*Information shown*
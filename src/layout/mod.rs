mod graph;
mod layout;

pub use graph::*;
pub use layout::*;

#[cfg(test)]
mod layout_tests;
use rand::Rng;

use crate::models::Vector3;
use crate::utils::jitter_vector;

/// Displacement from `from` to `to` together with its length.
///
/// When the two points coincide the displacement is replaced by a small random
/// jitter, so the returned distance is always strictly positive.
///
/// # Examples
///
/// ```
/// use rand::SeedableRng;
/// use rand::rngs::StdRng;
/// use rs_layout::forces::separation;
/// use rs_layout::models::Vector3;
///
/// let mut rng = StdRng::seed_from_u64(1);
/// let (d, r) = separation(Vector3::zero(), Vector3::new(3.0, 4.0, 0.0), &mut rng);
/// assert_eq!(d, Vector3::new(3.0, 4.0, 0.0));
/// assert_eq!(r, 5.0);
///
/// let (_, r) = separation(Vector3::zero(), Vector3::zero(), &mut rng);
/// assert!(r > 0.0);
/// ```
pub fn separation<R: Rng + ?Sized>(from: Vector3, to: Vector3, rng: &mut R) -> (Vector3, f64) {
    let d = to - from;
    let r = d.length();
    if r == 0.0 {
        let d = jitter_vector(rng);
        return (d, d.length());
    }
    (d, r)
}

/// Inverse-square interaction between two masses separated by `d` (length `r`).
///
/// The magnitude is `gravity * m1 * m2 / r^2` along `d`; dividing by `r^3`
/// folds the normalization of `d` into the same operation. A negative
/// `gravity` pushes the source away from the other mass.
#[inline]
pub fn pair_force(gravity: f64, source_mass: f64, other_mass: f64, d: Vector3, r: f64) -> Vector3 {
    d * (gravity * other_mass * source_mass / (r * r * r))
}

/// Hooke spring along `d` (length `r`) acting on the spring's source end.
///
/// Positive when stretched past `spring_length`, pulling the source toward the
/// target. The target end receives the negation.
#[inline]
pub fn spring_force(spring_coeff: f64, spring_length: f64, d: Vector3, r: f64) -> Vector3 {
    d * (spring_coeff * (r - spring_length) / r)
}

/// Linear drag opposing `velocity`.
#[inline]
pub fn drag_force(drag_coeff: f64, velocity: Vector3) -> Vector3 {
    velocity * -drag_coeff
}
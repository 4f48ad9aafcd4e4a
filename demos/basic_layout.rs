// demos/basic_layout.rs

use rs_layout::layout::Layout;
use rs_layout::utils::LayoutError;

fn main() -> Result<(), LayoutError> {
    env_logger::Builder::from_env(env_logger::Env::default().default_filter_or("info")).init();

    // Two squares joined at one corner: 1-2-3-4-1 and 4-5-6-7-4
    let links = [-1, 2, -2, 3, -3, 4, -4, 1, 5, -5, 6, -6, 7, -7, 4];
    let mut layout = Layout::builder(&links).seed(2024).build()?;

    println!("Initial positions:");
    for (i, p) in layout.positions().iter().enumerate() {
        println!("  {}: ({:.1}, {:.1}, {:.1})", i + 1, p.x, p.y, p.z);
    }

    let mut converged = false;
    while !converged && layout.iteration() < 2000 {
        converged = layout.step();
    }

    println!(
        "\nAfter {} iterations (converged: {}, movement: {:.5}):",
        layout.iteration(),
        converged,
        layout.last_movement()
    );
    for (i, p) in layout.positions().iter().enumerate() {
        println!("  {}: ({:.1}, {:.1}, {:.1})", i + 1, p.x, p.y, p.z);
    }

    Ok(())
}
use crate::models::Vector3;
use crate::utils::{LayoutError, MAX_SPEED};

/// Per-vertex simulation state.
///
/// `outgoing` holds the target index of every edge leaving this vertex. Edge
/// direction only matters for initialization; the spring force is symmetric.
#[derive(Debug, Clone, PartialEq)]
pub struct Body {
    pub position: Vector3,
    pub velocity: Vector3,
    /// Rebuilt from scratch every step.
    pub force: Vector3,
    pub mass: f64,
    pub outgoing: Vec<usize>,
    /// Number of edges pointing at this vertex.
    pub incoming: usize,
}

impl Default for Body {
    fn default() -> Self {
        Body {
            position: Vector3::zero(),
            velocity: Vector3::zero(),
            force: Vector3::zero(),
            mass: 1.0,
            outgoing: Vec::new(),
            incoming: 0,
        }
    }
}

impl Body {
    /// Creates a resting body at `position`.
    ///
    /// # Errors
    ///
    /// Returns `LayoutError::InvalidMass` if `mass` is not a positive finite number.
    ///
    /// # Examples
    ///
    /// ```
    /// use rs_layout::models::{Body, Vector3};
    ///
    /// let body = Body::new(Vector3::new(1.0, 2.0, 3.0), 2.0).expect("valid body");
    /// assert_eq!(body.mass, 2.0);
    /// assert!(body.velocity.is_zero());
    /// assert!(Body::new(Vector3::zero(), 0.0).is_err());
    /// ```
    pub fn new(position: Vector3, mass: f64) -> Result<Self, LayoutError> {
        if !(mass > 0.0 && mass.is_finite()) {
            return Err(LayoutError::InvalidMass { body: 0, mass });
        }
        Ok(Body { position, mass, ..Body::default() })
    }

    /// Mass derived from the vertex degree: `1 + (outgoing + incoming) / 3`.
    ///
    /// Always at least 1, so isolated vertices keep a positive mass.
    pub fn degree_mass(&self) -> f64 {
        1.0 + (self.outgoing.len() + self.incoming) as f64 / 3.0
    }

    pub fn reset_force(&mut self) {
        self.force = Vector3::zero();
    }

    /// Advances the body one semi-implicit Euler step and returns its displacement.
    ///
    /// The velocity is updated from the accumulated force first, clamped to unit
    /// speed, and the clamped velocity is then used to move the body.
    pub fn integrate(&mut self, time_step: f64) -> Vector3 {
        self.velocity += self.force * (time_step / self.mass);

        let speed = self.velocity.length();
        if speed > MAX_SPEED {
            self.velocity *= MAX_SPEED / speed;
        }

        let displacement = self.velocity * time_step;
        self.position += displacement;
        displacement
    }
}
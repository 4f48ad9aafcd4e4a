use std::ops::{Index, IndexMut};

use crate::octree::{NodeId, OctreeNode};

/// Arena of octree nodes reused across tree builds.
///
/// Nodes are handed out in order from a growable backing store. `reset`
/// rewinds the cursor without freeing anything, so after the first few builds
/// a new tree costs no heap allocation at all.
///
/// # Examples
///
/// ```
/// use rs_layout::octree::NodePool;
///
/// let mut pool = NodePool::new();
/// pool.reset(4);
/// let a = pool.get();
/// let b = pool.get();
/// assert_eq!((a, b), (0, 1));
/// assert_eq!(pool.len(), 2);
///
/// pool.reset(4);
/// assert_eq!(pool.len(), 0);
/// assert_eq!(pool.get(), 0);
/// ```
#[derive(Debug, Default)]
pub struct NodePool {
    nodes: Vec<OctreeNode>,
    in_use: usize,
}

impl NodePool {
    pub fn new() -> Self {
        Self::default()
    }

    /// Empties the pool, growing the backing store to at least `capacity` nodes.
    pub fn reset(&mut self, capacity: usize) {
        if self.nodes.len() < capacity {
            self.nodes.resize_with(capacity, OctreeNode::default);
        }
        self.in_use = 0;
    }

    /// Hands out the next node, cleared, allocating only when the store is exhausted.
    pub fn get(&mut self) -> NodeId {
        let id = self.in_use;
        if id == self.nodes.len() {
            self.nodes.push(OctreeNode::default());
        } else {
            self.nodes[id].reset();
        }
        self.in_use += 1;
        id
    }

    /// Number of nodes handed out since the last reset.
    pub fn len(&self) -> usize {
        self.in_use
    }

    pub fn is_empty(&self) -> bool {
        self.in_use == 0
    }

    /// Number of node records held by the backing store.
    pub fn capacity(&self) -> usize {
        self.nodes.len()
    }

    /// The nodes of the current build.
    pub fn as_slice(&self) -> &[OctreeNode] {
        &self.nodes[..self.in_use]
    }
}

impl Index<NodeId> for NodePool {
    type Output = OctreeNode;

    fn index(&self, id: NodeId) -> &OctreeNode {
        &self.as_slice()[id]
    }
}

impl IndexMut<NodeId> for NodePool {
    fn index_mut(&mut self, id: NodeId) -> &mut OctreeNode {
        &mut self.nodes[..self.in_use][id]
    }
}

*Assignment*
Look through the material above for "models" and copy the lines that have it.

*Output for this task*
use crate::models::Vector3;
/// use rs_layout::models::Vector3;
use crate::models::Vector3;
    /// use rs_layout::models::{Body, Vector3};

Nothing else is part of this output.